(Collected data)
******************************
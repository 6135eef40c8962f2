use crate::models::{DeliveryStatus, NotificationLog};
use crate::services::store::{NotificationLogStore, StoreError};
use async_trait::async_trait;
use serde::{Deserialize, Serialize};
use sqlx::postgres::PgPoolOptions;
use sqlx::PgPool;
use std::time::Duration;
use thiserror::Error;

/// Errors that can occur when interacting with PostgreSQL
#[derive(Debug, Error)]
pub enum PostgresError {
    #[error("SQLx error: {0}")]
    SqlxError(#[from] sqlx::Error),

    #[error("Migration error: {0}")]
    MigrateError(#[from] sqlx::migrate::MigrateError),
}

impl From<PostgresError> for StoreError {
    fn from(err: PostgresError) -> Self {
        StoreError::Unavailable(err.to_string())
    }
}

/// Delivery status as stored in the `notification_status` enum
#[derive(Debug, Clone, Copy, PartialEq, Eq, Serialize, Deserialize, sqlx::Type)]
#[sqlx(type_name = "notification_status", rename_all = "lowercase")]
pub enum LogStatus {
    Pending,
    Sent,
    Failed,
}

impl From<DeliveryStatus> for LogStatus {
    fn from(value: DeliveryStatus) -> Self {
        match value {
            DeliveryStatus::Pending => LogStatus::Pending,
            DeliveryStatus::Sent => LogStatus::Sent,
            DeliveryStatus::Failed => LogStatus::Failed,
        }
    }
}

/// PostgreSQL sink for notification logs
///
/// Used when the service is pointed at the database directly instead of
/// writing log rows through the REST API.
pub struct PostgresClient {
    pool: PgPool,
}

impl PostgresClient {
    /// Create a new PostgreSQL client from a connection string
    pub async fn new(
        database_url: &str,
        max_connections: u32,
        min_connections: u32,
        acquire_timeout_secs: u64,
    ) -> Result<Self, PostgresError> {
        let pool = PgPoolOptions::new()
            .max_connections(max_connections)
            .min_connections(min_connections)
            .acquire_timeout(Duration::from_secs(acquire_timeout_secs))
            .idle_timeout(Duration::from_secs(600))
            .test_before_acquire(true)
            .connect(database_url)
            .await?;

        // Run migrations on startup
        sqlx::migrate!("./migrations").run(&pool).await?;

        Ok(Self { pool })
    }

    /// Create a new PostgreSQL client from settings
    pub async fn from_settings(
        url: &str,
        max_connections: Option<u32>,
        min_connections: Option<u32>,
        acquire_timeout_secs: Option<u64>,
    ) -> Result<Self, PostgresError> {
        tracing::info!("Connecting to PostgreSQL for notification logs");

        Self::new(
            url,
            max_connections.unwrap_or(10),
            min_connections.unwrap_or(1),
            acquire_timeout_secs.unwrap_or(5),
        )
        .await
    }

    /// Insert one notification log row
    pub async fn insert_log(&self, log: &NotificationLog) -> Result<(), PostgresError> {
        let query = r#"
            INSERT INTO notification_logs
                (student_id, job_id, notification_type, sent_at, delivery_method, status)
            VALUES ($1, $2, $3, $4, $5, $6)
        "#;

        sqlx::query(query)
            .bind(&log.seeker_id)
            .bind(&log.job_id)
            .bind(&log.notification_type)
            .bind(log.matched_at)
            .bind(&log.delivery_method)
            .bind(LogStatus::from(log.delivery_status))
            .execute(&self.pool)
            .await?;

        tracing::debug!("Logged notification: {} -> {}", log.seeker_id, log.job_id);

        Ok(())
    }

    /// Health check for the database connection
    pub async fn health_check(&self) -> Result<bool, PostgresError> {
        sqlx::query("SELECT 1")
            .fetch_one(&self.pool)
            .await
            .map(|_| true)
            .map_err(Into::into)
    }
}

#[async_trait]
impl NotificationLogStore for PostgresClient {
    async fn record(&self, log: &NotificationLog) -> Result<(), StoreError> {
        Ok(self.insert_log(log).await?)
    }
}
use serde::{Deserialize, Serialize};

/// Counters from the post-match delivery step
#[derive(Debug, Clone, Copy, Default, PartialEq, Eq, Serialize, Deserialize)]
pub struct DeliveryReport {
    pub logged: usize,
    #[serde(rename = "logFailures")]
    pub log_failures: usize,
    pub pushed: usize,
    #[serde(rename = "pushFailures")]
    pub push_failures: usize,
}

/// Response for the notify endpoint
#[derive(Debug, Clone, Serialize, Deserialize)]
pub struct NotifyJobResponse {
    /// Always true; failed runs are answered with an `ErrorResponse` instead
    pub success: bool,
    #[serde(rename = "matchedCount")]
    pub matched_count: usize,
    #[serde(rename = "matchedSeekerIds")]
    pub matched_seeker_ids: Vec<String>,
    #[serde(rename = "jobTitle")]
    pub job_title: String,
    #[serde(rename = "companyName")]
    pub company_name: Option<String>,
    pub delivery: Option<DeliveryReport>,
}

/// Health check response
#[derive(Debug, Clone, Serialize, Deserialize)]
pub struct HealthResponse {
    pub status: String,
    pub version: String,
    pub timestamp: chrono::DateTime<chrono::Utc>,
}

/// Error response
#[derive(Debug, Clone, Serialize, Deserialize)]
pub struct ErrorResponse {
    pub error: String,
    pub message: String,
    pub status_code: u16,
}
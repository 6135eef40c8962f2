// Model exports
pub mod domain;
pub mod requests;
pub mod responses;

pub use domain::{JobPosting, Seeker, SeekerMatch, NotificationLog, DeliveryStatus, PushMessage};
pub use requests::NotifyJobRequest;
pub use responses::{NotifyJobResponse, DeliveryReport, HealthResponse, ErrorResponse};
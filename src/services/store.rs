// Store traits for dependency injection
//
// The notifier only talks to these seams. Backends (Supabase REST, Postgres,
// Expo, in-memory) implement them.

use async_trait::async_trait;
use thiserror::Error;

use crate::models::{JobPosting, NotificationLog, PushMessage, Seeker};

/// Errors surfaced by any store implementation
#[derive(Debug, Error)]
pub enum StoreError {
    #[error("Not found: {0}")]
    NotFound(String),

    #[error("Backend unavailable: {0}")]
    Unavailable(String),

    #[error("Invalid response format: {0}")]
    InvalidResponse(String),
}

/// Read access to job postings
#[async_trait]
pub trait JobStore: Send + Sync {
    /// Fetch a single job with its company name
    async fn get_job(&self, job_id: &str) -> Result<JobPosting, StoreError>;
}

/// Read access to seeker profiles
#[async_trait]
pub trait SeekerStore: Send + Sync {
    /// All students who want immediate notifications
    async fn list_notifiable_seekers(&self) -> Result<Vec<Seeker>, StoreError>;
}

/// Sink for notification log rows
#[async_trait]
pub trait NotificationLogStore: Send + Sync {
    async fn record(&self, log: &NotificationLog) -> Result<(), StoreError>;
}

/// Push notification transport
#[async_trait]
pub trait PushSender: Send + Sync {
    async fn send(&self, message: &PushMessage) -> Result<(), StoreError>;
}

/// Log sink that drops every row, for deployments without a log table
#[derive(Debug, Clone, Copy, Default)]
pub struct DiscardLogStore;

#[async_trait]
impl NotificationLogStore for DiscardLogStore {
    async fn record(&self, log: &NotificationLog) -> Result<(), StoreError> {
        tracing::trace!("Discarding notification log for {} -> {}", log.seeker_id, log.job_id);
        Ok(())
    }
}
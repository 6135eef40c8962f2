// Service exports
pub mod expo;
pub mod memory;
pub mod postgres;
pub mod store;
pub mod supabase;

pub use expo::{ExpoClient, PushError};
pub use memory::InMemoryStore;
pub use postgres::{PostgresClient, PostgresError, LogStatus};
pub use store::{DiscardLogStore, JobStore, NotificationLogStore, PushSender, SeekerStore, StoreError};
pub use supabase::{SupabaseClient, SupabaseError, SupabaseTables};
******************************
What the task asks:
After locating the line holding "the database connection" above, output exactly that line and every line after it through the line holding "post-match delivery step". Include nothing else.

Result for this task:
    /// Health check for the database connection
    pub async fn health_check(&self) -> Result<bool, PostgresError> {
        sqlx::query("SELECT 1")
            .fetch_one(&self.pool)
            .await
            .map(|_| true)
            .map_err(Into::into)
    }
}

#[async_trait]
impl NotificationLogStore for PostgresClient {
    async fn record(&self, log: &NotificationLog) -> Result<(), StoreError> {
        Ok(self.insert_log(log).await?)
    }
}
use serde::{Deserialize, Serialize};

/// Counters from the post-match delivery step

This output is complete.